As línguas vivas faladas, como o inglês ou o português, por exemplo, estão sempre mudando, de forma perpétua e profunda; é certo que, se nossos bisavós voltassem à vida hoje, teriam dificuldade em compreender a linguagem de seus bisnetos. Ora, celebrar a missa em uma língua viva é condenar o texto litúrgico a essas alterações e variações contínuas. Isso é o que está estabelecido de forma inegável nas múltiplas edições da Missa Nova editadas em 1969. É por isso que é preferível preservar a língua latina, que está morta, ou seja, não muda mais.  De fato, é sabido que o significado das palavras muda com o passar do tempo, devido ao uso cotidiano. Palavras que antes tinham um bom significado agora são usadas em um sentido vulgar ou ridículo. A Igreja, iluminada pelo Espírito Santo, escolheu uma língua que não está sujeita a tais mudanças.

3ª razão – A preocupação com a Tradição

A Igreja Católica venera a Sagrada Tradição. Utilizar uma língua morta na liturgia nos traz algo do Deus eterno e imutável. É por isso que o Papa Pio X disse que “os verdadeiros amigos do povo (católicos) não são revolucionários nem inovadores, mas tradicionalistas” — Carta sobre o Sillon; 25 VIII 1910.
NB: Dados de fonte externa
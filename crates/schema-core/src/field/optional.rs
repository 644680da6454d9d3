use schema_xml::XmlNode;

use crate::cond::{is_cond_element, parse_cond_elements, parse_cond_text, OptCond};
use crate::context::ParseContext;
use crate::error::{ErrorKind, SchemaError};
use crate::props::Props;

use super::reference::{implicit_ref, is_qualified_name};
use super::{parse_field, wrapped_field, Field, FieldCommon, FieldScope, Kind};

pub(super) const PROPS: &[&str] = &[
    "field",
    "defaultMode",
    "cond",
    "missingOnReadFail",
    "missingOnInvalid",
    "displayExtModeCtrl",
];

#[derive(Debug, Clone, Copy, PartialEq, Eq, Default)]
pub enum OptionalMode {
    /// Presence is decided while reading.
    #[default]
    Tentative,
    Exists,
    Missing,
}

/// Field that may be absent, optionally governed by a condition.
#[derive(Debug, Clone, PartialEq)]
pub struct OptionalField {
    pub(crate) field: Box<Field>,
    pub default_mode: OptionalMode,
    pub(crate) cond: Option<OptCond>,
    pub missing_on_read_fail: bool,
    pub missing_on_invalid: bool,
    pub display_ext_mode_ctrl: bool,
}

impl OptionalField {
    pub fn field(&self) -> &Field {
        &self.field
    }

    pub fn cond(&self) -> Option<&OptCond> {
        self.cond.as_ref()
    }
}

fn parse_mode(props: &Props<'_>) -> Result<OptionalMode, SchemaError> {
    Ok(match props.get("defaultMode")? {
        None | Some("tentative") => OptionalMode::Tentative,
        Some("exists" | "exist") => OptionalMode::Exists,
        Some("missing") => OptionalMode::Missing,
        Some(other) => return Err(props.bad_value("defaultMode", other, "expected tentative, exists or missing")),
    })
}

pub(super) fn parse(
    props: &Props<'_>,
    common: &FieldCommon,
    scope: &FieldScope<'_>,
    cx: &mut ParseContext<'_>,
) -> Result<OptionalField, SchemaError> {
    let name = common.name.as_str();
    let mut cond_nodes: Vec<&XmlNode> = Vec::new();
    let mut field_nodes: Vec<&XmlNode> = Vec::new();
    for node in props.elements() {
        if is_cond_element(node.name()) {
            cond_nodes.push(node);
        } else if node.name() == "field" {
            field_nodes.push(wrapped_field(node)?);
        } else if Kind::from_element(node.name()).is_some() {
            field_nodes.push(node);
        } else {
            return Err(SchemaError::new(
                node.location().clone(),
                ErrorKind::UnexpectedElement {
                    element: node.name().to_string(),
                    parent: "optional".to_string(),
                },
            ));
        }
    }

    let field = match (props.get("field")?, field_nodes.as_slice()) {
        (Some(target), []) if is_qualified_name(target) => {
            implicit_ref(name, target, common.version, scope.namespace, props.location())
        }
        (Some(target), []) => return Err(props.bad_value("field", target, "expected a field name")),
        (None, [node]) => parse_field(node, &scope.nested(common).named(name), cx)?,
        (None, []) => return Err(SchemaError::missing(props.location(), "optional", "field")),
        _ => {
            return Err(SchemaError::invalid(
                props.location(),
                name,
                "an optional wraps exactly one field",
            ))
        }
    };

    let context = format!("condition of '{name}'");
    let cond = match (props.get("cond")?, cond_nodes.is_empty()) {
        (Some(_), false) => {
            return Err(SchemaError::new(
                props.location().clone(),
                ErrorKind::DuplicateProperty {
                    property: "cond".to_string(),
                },
            ))
        }
        (Some(text), true) => Some(parse_cond_text(text, props.location(), &context)?),
        (None, false) => Some(parse_cond_elements(&cond_nodes, props.location(), &context, cx.strict(true))?),
        (None, true) => None,
    };

    Ok(OptionalField {
        field: Box::new(field),
        default_mode: parse_mode(props)?,
        cond,
        missing_on_read_fail: props.bool("missingOnReadFail", false)?,
        missing_on_invalid: props.bool("missingOnInvalid", false)?,
        display_ext_mode_ctrl: props.bool("displayExtModeCtrl", false)?,
    })
}

#[cfg(test)]
mod tests {
    use super::*;
    use crate::cond::{CondExpr, Combinator};
    use crate::field::tests::{parse_err, parse_ok};
    use crate::field::FieldKind;

    #[test]
    fn wrapped_field_forms() {
        let field = parse_ok(r#"<optional name="ext" cond="$mode = 1"><int name="ext" type="uint8"/></optional>"#);
        let FieldKind::Optional(opt) = field.details() else { panic!("optional expected") };
        assert_eq!(opt.field().name(), "ext");
        assert!(matches!(opt.cond(), Some(OptCond::Expr(CondExpr::Compare { .. }))));
        assert_eq!(field.min_length(), 0);
        assert_eq!(field.max_length(), 1);

        let field = parse_ok(r#"<optional name="tail" field="common.Tail" defaultMode="missing"/>"#);
        let FieldKind::Optional(opt) = field.details() else { panic!("optional expected") };
        assert_eq!(opt.default_mode, OptionalMode::Missing);
        assert_eq!(opt.field().name(), "tail");
        assert!(opt.field().as_ref_field().is_some());

        let field = parse_ok(r#"<optional name="o"><field><int type="uint16"/></field></optional>"#);
        let FieldKind::Optional(opt) = field.details() else { panic!("optional expected") };
        assert_eq!(opt.field().name(), "o");
    }

    #[test]
    fn condition_elements() {
        let field = parse_ok(
            r#"<optional name="o">
                <int name="o" type="uint8"/>
                <or><cond value="$a = 1"/><cond value="$b.c"/></or>
            </optional>"#,
        );
        let FieldKind::Optional(opt) = field.details() else { panic!("optional expected") };
        assert!(matches!(opt.cond(), Some(OptCond::List(list)) if list.combinator == Combinator::Or));

        let err = parse_err(r#"<optional name="o" cond="$a = 1"><int type="uint8"/><cond value="$b = 1"/></optional>"#);
        assert!(matches!(err.kind(), ErrorKind::DuplicateProperty { .. }));
        let err = parse_err(r#"<optional name="o" cond="$a = 1 &amp;&amp; $b = 2"><int type="uint8"/></optional>"#);
        assert!(matches!(err.kind(), ErrorKind::Condition { .. }));
    }

    #[test]
    fn exactly_one_field() {
        let err = parse_err(r#"<optional name="o"/>"#);
        assert!(matches!(err.kind(), ErrorKind::MissingProperty { .. }));
        let err = parse_err(r#"<optional name="o"><int name="a" type="uint8"/><int name="b" type="uint8"/></optional>"#);
        assert!(matches!(err.kind(), ErrorKind::Invalid { .. }));
    }
}
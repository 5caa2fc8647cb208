//! HTTP/1.1 response builder.
//!
//! A fluent builder for constructing responses and serializing them to a
//! byte buffer for transmission over TCP.

use bytes::{BufMut, BytesMut};
use serde::Serialize;

use super::{Headers, StatusCode};

/// An HTTP/1.1 response, ready to be serialized and sent.
///
/// # Examples
///
/// ```
/// use nautilus::http::{Response, StatusCode};
///
/// let response = Response::new(StatusCode::Ok)
///     .header("X-Request-Id", "abc-123")
///     .body("Hello");
///
/// let bytes = response.into_bytes();
/// let text = std::str::from_utf8(&bytes).unwrap();
/// assert!(text.starts_with("HTTP/1.1 200 OK\r\n"));
/// assert!(text.contains("Content-Length: 5\r\n"));
/// ```
#[derive(Debug)]
pub struct Response {
    status: StatusCode,
    headers: Headers,
    body: Vec<u8>,
    keep_alive: bool,
}

impl Response {
    /// Creates a new response with the given status and an empty body.
    pub fn new(status: StatusCode) -> Self {
        Self {
            status,
            headers: Headers::new(),
            body: Vec::new(),
            keep_alive: true,
        }
    }

    /// Appends a response header. Multiple calls with the same name are additive.
    #[must_use]
    pub fn header(mut self, name: impl Into<String>, value: impl Into<String>) -> Self {
        self.headers.insert(name, value);
        self
    }

    /// Appends a header in-place. Intended for middleware that receives a
    /// `Response` from downstream and decorates it without consuming it.
    pub fn add_header(&mut self, name: impl Into<String>, value: impl Into<String>) {
        self.headers.insert(name, value);
    }

    /// Replaces all values of a header in-place.
    pub fn set_header(&mut self, name: impl Into<String>, value: impl Into<String>) {
        self.headers.set(name, value);
    }

    /// Sets the response body from a string.
    ///
    /// The `Content-Length` header is written automatically by [`into_bytes`](Self::into_bytes).
    #[must_use]
    pub fn body(mut self, body: impl Into<String>) -> Self {
        self.body = body.into().into_bytes();
        self
    }

    /// Sets the response body from raw bytes.
    #[must_use]
    pub fn body_bytes(mut self, body: impl Into<Vec<u8>>) -> Self {
        self.body = body.into();
        self
    }

    /// Sets the body to the JSON serialization of `value` and the
    /// `Content-Type` to `application/json`.
    ///
    /// # Errors
    ///
    /// Returns the underlying [`serde_json::Error`] when `value` cannot be
    /// serialized.
    pub fn json<T: Serialize>(mut self, value: &T) -> Result<Self, serde_json::Error> {
        self.body = serde_json::to_vec(value)?;
        self.headers.set("Content-Type", "application/json");
        Ok(self)
    }

    /// Controls whether `Connection: keep-alive` or `Connection: close` is written.
    #[must_use]
    pub fn keep_alive(mut self, keep_alive: bool) -> Self {
        self.keep_alive = keep_alive;
        self
    }

    /// Returns the status code of this response.
    pub fn status(&self) -> StatusCode {
        self.status
    }

    /// Returns the response headers.
    pub fn headers(&self) -> &Headers {
        &self.headers
    }

    /// Serializes the response into a `BytesMut` buffer using HTTP/1.1 wire format.
    ///
    /// Automatically adds:
    /// - `Content-Type: text/plain; charset=utf-8` if the body is non-empty
    ///   and no `Content-Type` header was set.
    /// - `Content-Length: <n>` (always written).
    /// - `Connection: keep-alive` or `Connection: close`.
    pub fn into_bytes(mut self) -> BytesMut {
        let content_length = self.body.len();

        if !self.body.is_empty() && !self.headers.contains("content-type") {
            self.headers
                .insert("Content-Type", "text/plain; charset=utf-8");
        }

        let connection = if self.keep_alive {
            "keep-alive"
        } else {
            "close"
        };
        self.headers.insert("Connection", connection);

        let estimated_size = 128 + self.headers.len() * 64 + content_length;
        let mut buf = BytesMut::with_capacity(estimated_size);

        // Status line
        buf.put(
            format!(
                "HTTP/1.1 {} {}\r\n",
                self.status.as_u16(),
                self.status.canonical_reason()
            )
            .as_bytes(),
        );

        // Headers
        for (name, value) in self.headers.iter() {
            buf.put(format!("{name}: {value}\r\n").as_bytes());
        }

        // Content-Length is always the last header before the blank line
        buf.put(format!("Content-Length: {content_length}\r\n").as_bytes());

        // Header/body separator
        buf.put(&b"\r\n"[..]);

        // Body
        if !self.body.is_empty() {
            buf.put(self.body.as_slice());
        }

        buf
    }
}

impl Default for Response {
    fn default() -> Self {
        Self::new(StatusCode::Ok)
    }
}

#[cfg(test)]
mod tests {
    use super::*;

    fn to_string(bytes: BytesMut) -> String {
        String::from_utf8(bytes.to_vec()).unwrap()
    }

    #[test]
    fn simple_ok_response() {
        let r = Response::new(StatusCode::Ok).body("Hello");
        let s = to_string(r.into_bytes());
        assert!(s.starts_with("HTTP/1.1 200 OK\r\n"));
        assert!(s.contains("Content-Length: 5\r\n"));
        assert!(s.ends_with("\r\n\r\nHello"));
    }

    #[test]
    fn custom_header() {
        let r = Response::new(StatusCode::Ok)
            .header("X-Request-Id", "abc-123")
            .body("ok");
        let s = to_string(r.into_bytes());
        assert!(s.contains("X-Request-Id: abc-123\r\n"));
    }

    #[test]
    fn json_body_sets_content_type() {
        let r = Response::new(StatusCode::Ok)
            .json(&serde_json::json!({"status": "ok"}))
            .unwrap();
        let s = to_string(r.into_bytes());
        assert!(s.contains("Content-Type: application/json\r\n"));
        assert!(s.ends_with(r#"{"status":"ok"}"#));
    }

    #[test]
    fn set_header_replaces() {
        let mut r = Response::new(StatusCode::Ok).header("Vary", "Accept");
        r.set_header("Vary", "Origin");
        let s = to_string(r.into_bytes());
        assert!(s.contains("Vary: Origin\r\n"));
        assert!(!s.contains("Vary: Accept"));
    }

    #[test]
    fn no_body_no_content_type() {
        let r = Response::new(StatusCode::NoContent);
        let s = to_string(r.into_bytes());
        assert!(!s.contains("Content-Type"));
        assert!(s.contains("Content-Length: 0\r\n"));
    }

    #[test]
    fn connection_close() {
        let r = Response::new(StatusCode::Ok).keep_alive(false);
        let s = to_string(r.into_bytes());
        assert!(s.contains("Connection: close\r\n"));
    }
}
4ª razão – A preocupação com a universalidade

O Papa Pio XI afirma expressamente sobre esta questão que: “A Igreja, precisamente porque abrange todas as nações e está destinada a perdurar até ao fim dos tempos, requer, pela sua própria natureza, uma língua que seja universal, imutável e não vernácula.” — Officiorum Omnium, 1922

Como o latim foi falado em vários países durante muitos séculos, é imparcial e não suscita ciúmes entre as nações. Não é prerrogativa de ninguém e, portanto, pode ser aceito por todos. É por isso que tem sido mantido pela Igreja Católica como uma língua universal, unindo os fiéis na prática da religião em todos os tempos e em todos os lugares. Isto porque uma Igreja universal requer uma língua universal. Ao falar sobre esta questão, o cardeal Stickler afirmou que:

Esta Babel do culto comum resulta numa perda de unidade externa na Igreja Católica mundial, que outrora estava unificada numa voz comum.  Devemos admitir que, apenas algumas décadas após a reforma da língua litúrgica, perdemos a possibilidade anterior de rezar e cantar juntos, mesmo em grandes encontros internacionais, como os Congressos Eucarísticos, ou mesmo durante as reuniões com o Papa, como centro externo da unidade da Igreja. Não podemos mais cantar e rezar juntos — Discurso proferido em 20 de maio de 1995 em Fort Lee, Nova Jersey, apud Catholic Family News, (II:7, julho de 1995), p. 10

5ª razão – O latim tem muitas qualidades linguísticas

Nobre e harmonioso, o latim protege o mistério sagrado do profano e do vulgar; claro e preciso, evita a imprecisão e a ambiguidade; conciso e diversificado, impede a introdução da loquacidade e da monotonia. É por isso que incita, de maneira inimitável, à solenidade e à contemplação da oração.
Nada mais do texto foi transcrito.